─── DATA RECORDS

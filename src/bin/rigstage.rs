use std::{
    fs::File,
    io::BufWriter,
    path::{Path, PathBuf},
};

use anyhow::Context as _;
use clap::{Parser, Subcommand};

#[derive(Parser, Debug)]
#[command(name = "rigstage", version)]
struct Cli {
    /// Log debug output to stderr.
    #[arg(short, long, global = true)]
    verbose: bool,

    #[command(subcommand)]
    cmd: Command,
}

#[derive(Subcommand, Debug)]
enum Command {
    /// Parse, plan and construct a rig without building it.
    Validate(ValidateArgs),
    /// Build a rig against an in-memory scene seeded from its skeleton.
    Build(BuildArgs),
    /// List the registered component types.
    Kinds,
}

#[derive(Parser, Debug)]
struct ValidateArgs {
    /// Input rig JSON.
    #[arg(long = "in")]
    in_path: PathBuf,
}

#[derive(Parser, Debug)]
struct BuildArgs {
    /// Input rig JSON.
    #[arg(long = "in")]
    in_path: PathBuf,

    /// Run the optimize pass regardless of the rig file options.
    #[arg(long)]
    optimize: bool,

    /// Write the resulting scene as JSON.
    #[arg(long)]
    dump_scene: Option<PathBuf>,

    /// Write every component record as JSON.
    #[arg(long)]
    save_components: Option<PathBuf>,
}

fn main() -> anyhow::Result<()> {
    let cli = Cli::parse();
    let level = if cli.verbose {
        tracing::Level::DEBUG
    } else {
        tracing::Level::WARN
    };
    tracing_subscriber::fmt()
        .with_max_level(level)
        .with_writer(std::io::stderr)
        .init();

    match cli.cmd {
        Command::Validate(args) => cmd_validate(args),
        Command::Build(args) => cmd_build(args),
        Command::Kinds => {
            for tag in rigstage::ComponentCatalog::builtin().tags() {
                println!("{tag}");
            }
            Ok(())
        }
    }
}

fn read_rig(path: &Path) -> anyhow::Result<rigstage::RigFile> {
    rigstage::RigFile::from_path(path).with_context(|| format!("load rig '{}'", path.display()))
}

fn seeded_scene(rig: &rigstage::RigFile) -> anyhow::Result<rigstage::MemoryScene> {
    let mut scene = rigstage::MemoryScene::new();
    rig.seed_scene(&mut scene)
        .with_context(|| format!("seed skeleton of rig '{}'", rig.rig_name))?;
    Ok(scene)
}

fn cmd_validate(args: ValidateArgs) -> anyhow::Result<()> {
    let rig = read_rig(&args.in_path)?;
    let mut scene = seeded_scene(&rig)?;
    let mut cx = rigstage::BuildContext::with_coercion(&mut scene, rig.options.coercion);
    let orch = rigstage::BuildOrchestrator::from_rig_file(
        rigstage::ComponentCatalog::builtin(),
        &rig,
        &mut cx,
    )
    .context("construct components")?;

    println!("{}: {} components", rig.rig_name, orch.components().len());
    for (i, c) in orch.components().iter().enumerate() {
        println!("{:>3}. {} ({})", i + 1, c.name(), c.type_tag());
    }
    Ok(())
}

fn cmd_build(args: BuildArgs) -> anyhow::Result<()> {
    let mut rig = read_rig(&args.in_path)?;
    if args.optimize {
        rig.options.optimize = true;
    }
    let mut scene = seeded_scene(&rig)?;

    let summary = {
        let mut cx = rigstage::BuildContext::with_coercion(&mut scene, rig.options.coercion);
        let mut orch = rigstage::BuildOrchestrator::from_rig_file(
            rigstage::ComponentCatalog::builtin(),
            &rig,
            &mut cx,
        )
        .context("construct components")?;
        let summary = orch.run(&mut cx);

        if let Some(path) = &args.save_components {
            let mut store = rigstage::JsonFileStore;
            orch.save_components(&mut store, path)
                .with_context(|| format!("save components '{}'", path.display()))?;
            eprintln!("wrote {}", path.display());
        }
        summary
    };

    print!("{summary}");

    if let Some(path) = &args.dump_scene {
        if let Some(parent) = path.parent()
            && !parent.as_os_str().is_empty()
        {
            std::fs::create_dir_all(parent)
                .with_context(|| format!("create output dir '{}'", parent.display()))?;
        }
        let f = File::create(path).with_context(|| format!("create '{}'", path.display()))?;
        serde_json::to_writer_pretty(BufWriter::new(f), &scene)
            .with_context(|| format!("write scene '{}'", path.display()))?;
        eprintln!("wrote {}", path.display());
    }

    if !summary.is_success() {
        let failed: Vec<String> = summary
            .failures()
            .into_iter()
            .map(|(stage, name, status)| format!("{name} at {stage}: {status}"))
            .collect();
        anyhow::bail!("rig '{}' failed to build:\n  {}", rig.rig_name, failed.join("\n  "));
    }
    Ok(())
}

──────

WHAT NEEDS TO BE DONE: Your response should be the lines above from the first to the one containing "let cli = Cli::parse();", inclusive, each given exactly.

RESPONSE TO THIS EXERCISE:
filename src/bin/rigstage.rs
use std::{
    fs::File,
    io::BufWriter,
    path::{Path, PathBuf},
};

use anyhow::Context as _;
use clap::{Parser, Subcommand};

#[derive(Parser, Debug)]
#[command(name = "rigstage", version)]
struct Cli {
    /// Log debug output to stderr.
    #[arg(short, long, global = true)]
    verbose: bool,

    #[command(subcommand)]
    cmd: Command,
}

#[derive(Subcommand, Debug)]
enum Command {
    /// Parse, plan and construct a rig without building it.
    Validate(ValidateArgs),
    /// Build a rig against an in-memory scene seeded from its skeleton.
    Build(BuildArgs),
    /// List the registered component types.
    Kinds,
}

#[derive(Parser, Debug)]
struct ValidateArgs {
    /// Input rig JSON.
    #[arg(long = "in")]
    in_path: PathBuf,
}

#[derive(Parser, Debug)]
struct BuildArgs {
    /// Input rig JSON.
    #[arg(long = "in")]
    in_path: PathBuf,

    /// Run the optimize pass regardless of the rig file options.
    #[arg(long)]
    optimize: bool,

    /// Write the resulting scene as JSON.
    #[arg(long)]
    dump_scene: Option<PathBuf>,

    /// Write every component record as JSON.
    #[arg(long)]
    save_components: Option<PathBuf>,
}

fn main() -> anyhow::Result<()> {
    let cli = Cli::parse();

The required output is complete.